I am currently a graduate student in Peter Sims’s lab working on slice culture models of human lymph nodes to study basic questions in human immunology like T-cell activation/signaling and vaccination in lymphoid tissues. I utilize single cell RNA-seq approaches coupled with surface protein phenotyping (CITE-seq) along with conventional immunological assays and imaging modalities to study these immunological questions. We aim to define a reference T cell activation signature in healthy human tissue and use that as a baseline to compare against for disease and to better understand early events in the vaccination response.

In my free time I enjoy discovering and reading in many of NYC’s coffee shops/roasters, exploring the diverse food scene, or spending time outdoors (Central and Riverside Parks, hiking upstate).

Education History
B.S. Biochemistry w/ Research Thesis (2016), Georgia Institute of Technology
Department of Chemistry and Biochemistry 


  1. Kanellopoulou, C*., George, A*., Masutani. E., Cannons. J., Ravell, J. Lenardo. M. J., et.

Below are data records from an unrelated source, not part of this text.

//! Project file decoder.
//!
//! Recursive descent over [`CardStream`]. Values in the file are native units
//! and are converted to the project's unit system as they are assigned.

use cf_core::{Tolerances, UnitSystem, nearly_equal};
use cf_project::{
    Barrel, Crossing, CulvertMaterial, CulvertShape, Flow, FlowMethod, ImprovedInletEdgeType,
    InletEdgeType, InletEdgeType71, InletType, ManningPair, Project, RoadwaySurface,
    TailwaterType,
};

use crate::cards::{Card, CardStream, HEADER_KEY};
use crate::error::{CodecError, CodecResult};

/// Parse project file text into a [`Project`].
pub fn decode(source: &str) -> CodecResult<Project> {
    let mut parser = Decoder {
        stream: CardStream::new(source),
        units: UnitSystem::default(),
    };
    let project = parser.project()?;
    tracing::debug!(
        title = %project.display_title(),
        crossings = project.crossings.len(),
        units = %project.units,
        "decoded project file"
    );
    Ok(project)
}

/// Constant increment of an evenly spaced sequence of at least three values.
///
/// Not applied by [`decode`]; callers that want to present a flow list as
/// min/max/increment can use it on the decoded values.
pub fn detect_increment(values: &[f64]) -> Option<f64> {
    if values.len() < 3 {
        return None;
    }
    let first = values[1] - values[0];
    if first == 0.0 || !first.is_finite() {
        return None;
    }
    let tolerance = first.abs().max(1.0) * 1e-6;
    values
        .windows(2)
        .skip(1)
        .all(|w| ((w[1] - w[0]) - first).abs() <= tolerance)
        .then_some(first)
}

/// Strip one pair of surrounding double quotes, then whitespace.
fn clean_text(raw: &str) -> String {
    let text = raw.trim();
    let unquoted = text
        .strip_prefix('"')
        .and_then(|t| t.strip_suffix('"'))
        .unwrap_or(text);
    unquoted.trim().to_string()
}

/// First `limit` tokens that parse as floats; malformed tokens are skipped.
fn floats(value: &str, limit: usize) -> Vec<f64> {
    value
        .split_whitespace()
        .filter_map(|token| token.parse::<f64>().ok())
        .take(limit)
        .collect()
}

fn first_int(value: &str) -> Option<i64> {
    value.split_whitespace().next()?.parse().ok()
}

fn first_float(value: &str) -> Option<f64> {
    value.split_whitespace().next()?.parse().ok()
}

fn is_derived(value: f64, derived: f64) -> bool {
    nearly_equal(value, derived, Tolerances::FILE_PRECISION)
}

#[derive(Default)]
struct PendingFlow {
    range: [f64; 3],
    method: Option<FlowMethod>,
    values: Vec<f64>,
    labels: Vec<String>,
    labelled: bool,
}

impl PendingFlow {
    fn finish(self) -> Flow {
        let method = self.method.unwrap_or(if self.values.is_empty() {
            FlowMethod::MinDesignMax
        } else {
            FlowMethod::UserDefined
        });
        match method {
            FlowMethod::MinDesignMax => {
                let [minimum, design, maximum] = self.range;
                Flow::MinDesignMax {
                    minimum,
                    design,
                    maximum,
                }
            }
            FlowMethod::UserDefined => Flow::UserDefined {
                values: self.values,
                labels: if self.labelled { self.labels } else { Vec::new() },
            },
        }
    }
}

struct Decoder<'a> {
    stream: CardStream<'a>,
    units: UnitSystem,
}

impl Decoder<'_> {
    fn length(&self, native: f64) -> f64 {
        self.units.length_from_native(native)
    }

    fn flow(&self, native: f64) -> f64 {
        self.units.flow_from_native(native)
    }

    fn project(&mut self) -> CodecResult<Project> {
        match self.stream.next_card() {
            Some(card) if card.key == HEADER_KEY => {}
            Some(card) => {
                return Err(CodecError::format(
                    card.line,
                    format!("expected {HEADER_KEY} header, found '{}'", card.key),
                ));
            }
            None => return Err(CodecError::format(0, "project file is empty")),
        }

        let mut project = Project::default();
        while let Some(card) = self.stream.next_card() {
            match card.key.as_str() {
                "ENDPROJECTFILE" => break,
                "UNITS" => {
                    let flag = first_int(&card.value).unwrap_or(0);
                    project.units = UnitSystem::from_project_flag(flag);
                    self.units = project.units;
                }
                "EXITLOSSOPTION" => {
                    project.exit_loss_option = first_int(&card.value).unwrap_or(0);
                }
                "PROJTITLE" => project.title = clean_text(&card.value),
                "PROJDESIGNER" => project.designer = clean_text(&card.value),
                "STARTPROJNOTES" => {
                    project.notes = self.notes(&card.value, "ENDPROJNOTES")?;
                }
                "STARTCROSSING" => {
                    let crossing = self.crossing(&card)?;
                    project.crossings.push(crossing);
                }
                _ => {}
            }
        }
        Ok(project)
    }

    fn notes(&mut self, inline: &str, terminator: &str) -> CodecResult<String> {
        let mut parts = vec![inline.trim().to_string()];
        parts.extend(self.stream.read_block(terminator)?);
        let joined = parts.join("\n");
        let text = clean_text(&joined);
        Ok(text
            .lines()
            .map(str::trim)
            .filter(|line| !line.is_empty())
            .collect::<Vec<_>>()
            .join("\n"))
    }

    fn crossing(&mut self, start: &Card) -> CodecResult<Crossing> {
        let mut crossing = Crossing::new(clean_text(&start.value));
        let mut flow = PendingFlow::default();

        loop {
            let Some(card) = self.stream.next_card() else {
                return Err(CodecError::format(
                    self.stream.line(),
                    format!(
                        "crossing '{}' starting at line {} has no ENDCROSSING",
                        crossing.name, start.line
                    ),
                ));
            };
            let value = card.value.as_str();
            match card.key.as_str() {
                "ENDCROSSING" => break,
                "STARTCROSSNOTES" => crossing.notes = clean_text(value),
                "DISCHARGERANGE" => {
                    for (slot, v) in flow.range.iter_mut().zip(floats(value, 3)) {
                        *slot = self.flow(v);
                    }
                }
                "DISCHARGEMETHOD" => {
                    let code = first_int(value).unwrap_or(0);
                    let method = FlowMethod::from_code(code).ok_or_else(|| {
                        CodecError::UnsupportedFeature {
                            feature: format!("discharge method {code}"),
                            reason: format!(
                                "crossing '{}' must use min/design/max or user-defined flows",
                                crossing.name
                            ),
                        }
                    })?;
                    flow.method = Some(method);
                }
                "DISCHARGEXYUSER" => {
                    let expected = first_int(value).unwrap_or(0).max(0);
                    self.user_flows(usize::try_from(expected).unwrap_or(0), &mut flow);
                }
                "TAILWATERTYPE" => {
                    crossing.tailwater.kind = first_int(value)
                        .and_then(TailwaterType::from_code)
                        .unwrap_or_default();
                }
                "CHANNELGEOMETRY" => {
                    let numbers = floats(value, 5);
                    let tw = &mut crossing.tailwater;
                    if let Some(v) = numbers.first() {
                        tw.bottom_width = self.units.length_from_native(*v);
                    }
                    if let Some(v) = numbers.get(1) {
                        tw.sideslope = *v;
                    }
                    if let Some(v) = numbers.get(2) {
                        tw.channel_slope = *v;
                    }
                    if let Some(v) = numbers.get(3) {
                        tw.manning_n = *v;
                    }
                    if let Some(v) = numbers.get(4) {
                        tw.invert_elevation = self.units.length_from_native(*v);
                    }
                }
                "TWRATINGCURVE" => {
                    if let Some(stage) = floats(value, 1).first() {
                        crossing.tailwater.constant_elevation = self.length(*stage);
                    }
                }
                "NUMRATINGCURVE" => {
                    if let Some(n) = first_int(value) {
                        crossing.tailwater.rating_curve_entries = n;
                    }
                }
                "RATINGCURVE" => self.stream.skip_until("END RATINGCURVE")?,
                "ROADWAYSHAPE" => {
                    crossing.roadway.shape = first_int(value).unwrap_or(crossing.roadway.shape);
                }
                "ROADWIDTH" => {
                    if let Some(width) = first_float(value) {
                        crossing.roadway.width = self.length(width);
                    }
                }
                "SURFACE" => {
                    crossing.roadway.surface = first_int(value)
                        .and_then(RoadwaySurface::from_code)
                        .unwrap_or_default();
                }
                "ROADWAYSECDATA" | "ROADWAYPOINT" => {
                    if let [station, elevation] = floats(value, 2)[..] {
                        let (station, elevation) = (self.length(station), self.length(elevation));
                        crossing.roadway.add_point(station, elevation);
                    }
                }
                "STARTCULVERT" => {
                    let barrel = self.culvert(&card)?;
                    crossing.barrels.push(barrel);
                }
                "CROSSGUID" => {
                    let guid = clean_text(value);
                    crossing.guid = (!guid.is_empty()).then_some(guid);
                }
                _ => {}
            }
        }

        crossing.flow = flow.finish();
        Ok(crossing)
    }

    /// Reads up to `expected` value cards, each optionally followed by a
    /// label card. Any other card ends the aggregate and is pushed back.
    fn user_flows(&mut self, expected: usize, flow: &mut PendingFlow) {
        flow.values.clear();
        flow.labels.clear();
        flow.labelled = false;
        if expected == 0 {
            return;
        }
        while let Some(card) = self.stream.next_card() {
            match card.key.as_str() {
                "DISCHARGEXYUSER_Y" if flow.values.len() < expected => {
                    let value = first_float(&card.value).unwrap_or(0.0);
                    flow.values.push(self.flow(value));
                    flow.labels.push(String::new());
                }
                "DISCHARGEXYUSER_NAME" if !flow.values.is_empty() => {
                    if let Some(label) = flow.labels.last_mut() {
                        *label = clean_text(&card.value);
                    }
                    flow.labelled = true;
                    if flow.values.len() == expected {
                        return;
                    }
                }
                _ => {
                    self.stream.push_back(card);
                    return;
                }
            }
        }
    }

    fn culvert(&mut self, start: &Card) -> CodecResult<Barrel> {
        let mut barrel = Barrel {
            name: clean_text(&start.value),
            ..Barrel::default()
        };
        let mut manning: Option<ManningPair> = None;

        loop {
            let Some(card) = self.stream.next_card() else {
                return Err(CodecError::format(
                    self.stream.line(),
                    format!(
                        "culvert '{}' starting at line {} has no ENDCULVERT",
                        barrel.name, start.line
                    ),
                ));
            };
            let value = card.value.as_str();
            match card.key.as_str() {
                "ENDCULVERT" => break,
                "CULVERTSHAPE" => {
                    barrel.shape = first_int(value)
                        .and_then(CulvertShape::from_code)
                        .unwrap_or_default();
                }
                "CULVERTMATERIAL" => {
                    barrel.material = first_int(value)
                        .and_then(CulvertMaterial::from_code)
                        .unwrap_or_default();
                }
                "INLETTYPE" => {
                    barrel.inlet_type = first_int(value)
                        .and_then(InletType::from_code)
                        .unwrap_or_default();
                }
                "INLETEDGETYPE" => {
                    barrel.inlet_edge_type = first_int(value)
                        .and_then(InletEdgeType::from_code)
                        .unwrap_or_default();
                }
                "INLETEDGETYPE71" => {
                    barrel.inlet_edge_type71 = first_int(value)
                        .and_then(InletEdgeType71::from_code)
                        .unwrap_or_default();
                }
                "IMPINLETEDGETYPE" => {
                    barrel.improved_inlet_edge_type = first_int(value)
                        .and_then(ImprovedInletEdgeType::from_code)
                        .unwrap_or_default();
                }
                "BARRELDATA" => {
                    if let [span, rise, top, bottom] = floats(value, 4)[..] {
                        barrel.span = self.length(span);
                        barrel.rise = self.length(rise);
                        manning = Some(ManningPair { top, bottom });
                    }
                }
                "NUMBEROFBARRELS" => {
                    barrel.number_of_barrels = first_int(value).unwrap_or(barrel.number_of_barrels);
                }
                "INVERTDATA" => {
                    if let [s_in, e_in, s_out, e_out] = floats(value, 4)[..] {
                        barrel.inlet_invert_station = self.length(s_in);
                        barrel.inlet_invert_elevation = self.length(e_in);
                        barrel.outlet_invert_station = self.length(s_out);
                        barrel.outlet_invert_elevation = self.length(e_out);
                    }
                }
                "ROADCULVSTATION" => {
                    if let Some(station) = first_float(value) {
                        barrel.roadway_station = self.length(station);
                    }
                }
                "BARRELSPACING" => {
                    barrel.barrel_spacing = first_float(value).map(|v| self.length(v));
                }
                "STARTCULVNOTES" => {
                    barrel.notes = self.notes(value, "ENDCULVNOTES")?;
                }
                _ => {}
            }
        }

        // Values identical to what the encoder derives were never set explicitly.
        barrel.manning = manning.filter(|pair| {
            let derived = ManningPair::for_material(barrel.material);
            !(is_derived(pair.top, derived.top) && is_derived(pair.bottom, derived.bottom))
        });
        if let Some(spacing) = barrel.barrel_spacing
            && is_derived(spacing, barrel.derived_spacing())
        {
            barrel.barrel_spacing = None;
        }
        Ok(barrel)
    }
}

Al. (2019). “Mg 2+ regulation of kinase signaling and immune function.” Journal of Experimental Medicine. 216 (8): 1828–1842. * Co-first authors.
  2. George, A., Raji, I., Cinar, B., Kucuk, O., Oyelere, A. (2018). “Design, synthesis, and evaluation of the antiproliferative activity of hydantoin-derived antiandrogen-genistein conjugates.” Bioorganic & Medicinal Chemistry. pii: S0968-0896(17)32189-2. doi: 10.1016/j.bmc.2018.01.009.
  3. Agarwal, U., George, A., Bhutani, S., Ghosh-Choudhary, S., Maxwell, J.T., Brown, M.E., Metha, Y., Platt, M.O., Liang, Y., Sahoo, S., Davis. M.E. (2017). “Experimental, Systems, and Computational Approaches to Understanding the MicroRNA-Mediated Reparative Potential of Cardiac Progenitor Cell-Derived Exosomes from Pediatric Patients.” Circulation Research. Feb 17;120(4):701-712. doi: 10.1161/CIRCRESAHA.116.309935.
  4. Shoja-Taheiri, F., George, A., Agarwal, U., Platt, M., Gibson, G., Davis, M. E. (2019). “Using statistical modeling to understand and predict pediatric stem cell function”. Circ Genom Precis Med. Jun;12(6):e002403. doi: 10.1161/CIRCGEN.118.002403.
  5. Agarwal, U., Smith, A., French, K., Boopathy, A., George, A., Trac, D., Davis, M.E., et. Al. (2016). "Age-dependent effect of pediatric cardiac progenitor cells following juvenile heart failure." Stem Cells Translational Medicine. Jul;5(7):883-92. doi: 10.5966/sctm.2015-0241. Epub 2016 May 5.
  6. Washington, A., Tapadar, S., George, A., Oyelere, AK. (2015). Exploiting translational stalling peptides in an effort to extend azithromycin interaction within the prokaryotic ribosome nascent peptide exit tunnel. Bioorganic & Medicinal Chemistry, 23(16):5198-209.